Effect of rutin on spinal cord injury through inhibition of the expression of MIP-2 and activation of MMP-9, and downregulation of Akt phosphorylation.

Abstract

Rutin has extensive pharmacological activities, including antibacterial and anti-inflammatory activities, cooling of the blood to inhibit bleeding, reducing capillary wall fragility and anti-influenza activities. However, whether rutin can ameliorate neuropathic function in spinal cord injury (SCI) in constriction-induced peripheral nerve injury remains to be elucidated. In the present study, the potential protective effects of rutin on SCI rats were investigated. Neurological function was examined using the Basso, Beattie and Bresnahan (BBB) scoring system and by measuring the water content of the spinal cord tissue in SCI rats. SCI-induced programmed cell death was measured using hematoxylin and eosin staining. In addition, the expression of macrophage inflammatory protein-2 (MIP-2) and the activation of matrix metalloproteinase-9 (MMP-9) in the SCI rats were evaluated using ELISA assay kits and zymographic analysis, respectively. The phosphorylation of protein kinase B (p-Akt) was analyzed using a western blot assay. The results demonstrated that administrating rutin began to increase BBB scores and attenuate the spinal cord water content of the SCI rats. Administrating rutin prevented SCI-induced programmed cell death.
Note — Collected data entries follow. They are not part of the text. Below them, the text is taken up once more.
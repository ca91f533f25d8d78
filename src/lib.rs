// Preference matching and inventory reservation engine for flights and hotel stays

pub mod catalog;
pub mod config;
pub mod error;
pub mod filter;
pub mod ledger;
pub mod model;
pub mod preferences;
pub mod reservation;
pub mod search;
pub mod service;
pub mod stats;
pub mod supplier;

// Re-export key types for convenience
pub use catalog::{Catalog, CatalogProvider};
pub use config::{EngineConfig, RetryConfig};
pub use error::{EngineError, Result};
pub use filter::matches;
pub use ledger::{BookingLedger, BookingStatus, InMemoryLedgerStore, LedgerEntry, LedgerStore};
pub use model::{
    InventoryUnit, Offer, OfferCategory, OfferKind, Place, Reservation, ReservationId, UnitClass,
};
pub use preferences::{
    merge, FilterDimension, InMemoryPreferenceStore, PreferenceSet, PreferenceStore,
    PreferenceValue,
};
pub use reservation::ReservationManager;
pub use search::SearchEngine;
pub use service::BookingService;
pub use stats::EngineStatsReport;
pub use supplier::{parse_feed, JsonCatalogProvider};
impl BookingService {
    pub fn new(
        config: EngineConfig,
        catalog: Arc<Catalog>,
        preferences: Arc<dyn PreferenceStore>,
        ledger_store: Arc<dyn LedgerStore>,
    ) -> Self {
        let manager = Arc::new(ReservationManager::new(Arc::clone(&catalog), &config));
        Self {
            search_engine: SearchEngine::new(&config),
            ledger: BookingLedger::new(Arc::clone(&manager), ledger_store),
            manager,
            catalog,
            preferences,
            stats: EngineStats::default(),
            config,
        }
    }

    // Everything in memory; handy for tests and single-process deployments
    pub fn in_memory(config: EngineConfig, catalog: Arc<Catalog>) -> Self {
        Self::new(
            config,
            catalog,
            Arc::new(InMemoryPreferenceStore::new()),
            Arc::new(InMemoryLedgerStore::new()),
        )
    }

    pub fn catalog(&self) -> &Arc<Catalog> {
        &self.catalog
    }

    pub fn stats(&self) -> EngineStatsReport {
        self.stats.report()
    }

    pub async fn save_default(
        &self,
        user_id: &str,
        dimension: FilterDimension,
        value: Option<PreferenceValue>,
    ) -> Result<()> {
        if let Some(value) = &value {
            // Type check only; the set is thrown away
            PreferenceSet::new().set(dimension, value.clone())?;
        }
        self.preferences
            .set_saved_default(user_id, dimension, value)
            .await
            .map_err(|e| EngineError::Storage(e.to_string()))
    }

    pub async fn effective_preferences(
        &self,
        user_id: &str,
        session: &PreferenceSet,
    ) -> Result<PreferenceSet> {
        let saved = PreferenceSet::load_saved(self.preferences.as_ref(), user_id).await?;
        let effective = PreferenceSet::layered(session, &saved);
        effective.validate()?;
        Ok(effective)
    }

    pub async fn search(
        &self,
        user_id: &str,
        session: &PreferenceSet,
        limit: Option<usize>,
    ) -> Result<Vec<Arc<Offer>>> {
        let prefs = self.effective_preferences(user_id, session).await?;
        let started = Instant::now();
        let results = self.search_engine.search(&self.catalog, &prefs, limit);
        self.stats.record_search(started, results.len());
        Ok(results)
    }

    pub async fn search_category(
        &self,
        user_id: &str,
        category: OfferCategory,
        session: &PreferenceSet,
        limit: Option<usize>,
    ) -> Result<Vec<Arc<Offer>>> {
        let prefs = self.effective_preferences(user_id, session).await?;
        let started = Instant::now();
        let results = self
            .search_engine
            .search_category(&self.catalog, category, &prefs, limit);
        self.stats.record_search(started, results.len());
        Ok(results)
    }

    // Claims the units and records the booking; a failed record gives the units back
    pub async fn reserve(
        &self,
        user_id: &str,
        offer_id: &str,
        quantity: usize,
    ) -> Result<Reservation> {
        let reservation = self
            .manager
            .reserve(offer_id, user_id, quantity)
            .inspect_err(|e| self.stats.record_failure(e))?;

        if let Err(e) = self.ledger.record(user_id, reservation.clone()).await {
            warn!(reservation_id = %reservation.id, error = %e, "could not record booking, rolling back");
            self.roll_back(&reservation).await;
            return Err(e);
        }

        self.stats.record_reservation(reservation.unit_ids.len());
        Ok(reservation)
    }

    // Gives back units of a reservation nobody will ever see. Lock timeouts are retried
    // with backoff until the release goes through; the units would be lost otherwise.
    async fn roll_back(&self, reservation: &Reservation) {
        let mut attempt = 0;
        loop {
            match self.manager.release(reservation) {
                Ok(released) => {
                    debug!(reservation_id = %reservation.id, released, attempt, "rolled back reservation");
                    return;
                }
                Err(e) if e.is_retryable() => {
                    let backoff = self.config.retry.backoff(attempt);
                    debug!(reservation_id = %reservation.id, attempt, backoff_ms = backoff.as_millis() as u64, "rollback waiting for offer lock");
                    tokio::time::sleep(backoff).await;
                    attempt = attempt.saturating_add(1);
                }
                Err(e) => {
                    // Only an offer missing from the catalog gets here
                    warn!(reservation_id = %reservation.id, error = %e, "rollback failed");
                    return;
                }
            }
        }
    }

    // Retries lock timeouts with backoff; any other outcome is returned as is
    pub async fn reserve_with_retry(
        &self,
        user_id: &str,
        offer_id: &str,
        quantity: usize,
    ) -> Result<Reservation> {
        let mut attempt = 0;
        loop {
            match self.reserve(user_id, offer_id, quantity).await {
                Err(e) if e.is_retryable() && attempt < self.config.retry.max_retries => {
                    let backoff = self.config.retry.backoff(attempt);
                    debug!(offer_id, attempt, backoff_ms = backoff.as_millis() as u64, "retrying reservation");
                    tokio::time::sleep(backoff).await;
                    attempt += 1;
                }
                outcome => return outcome,
            }
        }
    }

    pub async fn release(&self, reservation: &Reservation) -> Result<usize> {
        let released = self
            .ledger
            .release(reservation)
            .await
            .inspect_err(|e| self.stats.record_failure(e))?;
        self.stats.record_release(released, released > 0);
        Ok(released)
    }

    pub async fn cancel(&self, user_id: &str, reservation_id: ReservationId) -> Result<LedgerEntry> {
        let entry = self
            .ledger
            .cancel(user_id, reservation_id)
            .await
            .inspect_err(|e| self.stats.record_failure(e))?;
        self.stats
            .record_release(entry.reservation.unit_ids.len(), true);
        Ok(entry)
    }

    pub async fn history(&self, user_id: &str) -> Result<Vec<LedgerEntry>> {
        self.ledger.history(user_id).await
    }
}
The SCI rats of in the rutin-treated group were found to exhibit lower expression levels of MIP-2 and p-Akt, reduced MMP-9 activation, compared with the SCI model rats. In conclusion, rutin was demonstrated as a potential protective agent in SCI and enhances the neurotrophic effect by inhibiting the expression of MIP-2 and activation of MMP-9, and downregulating the expression of p-Akt.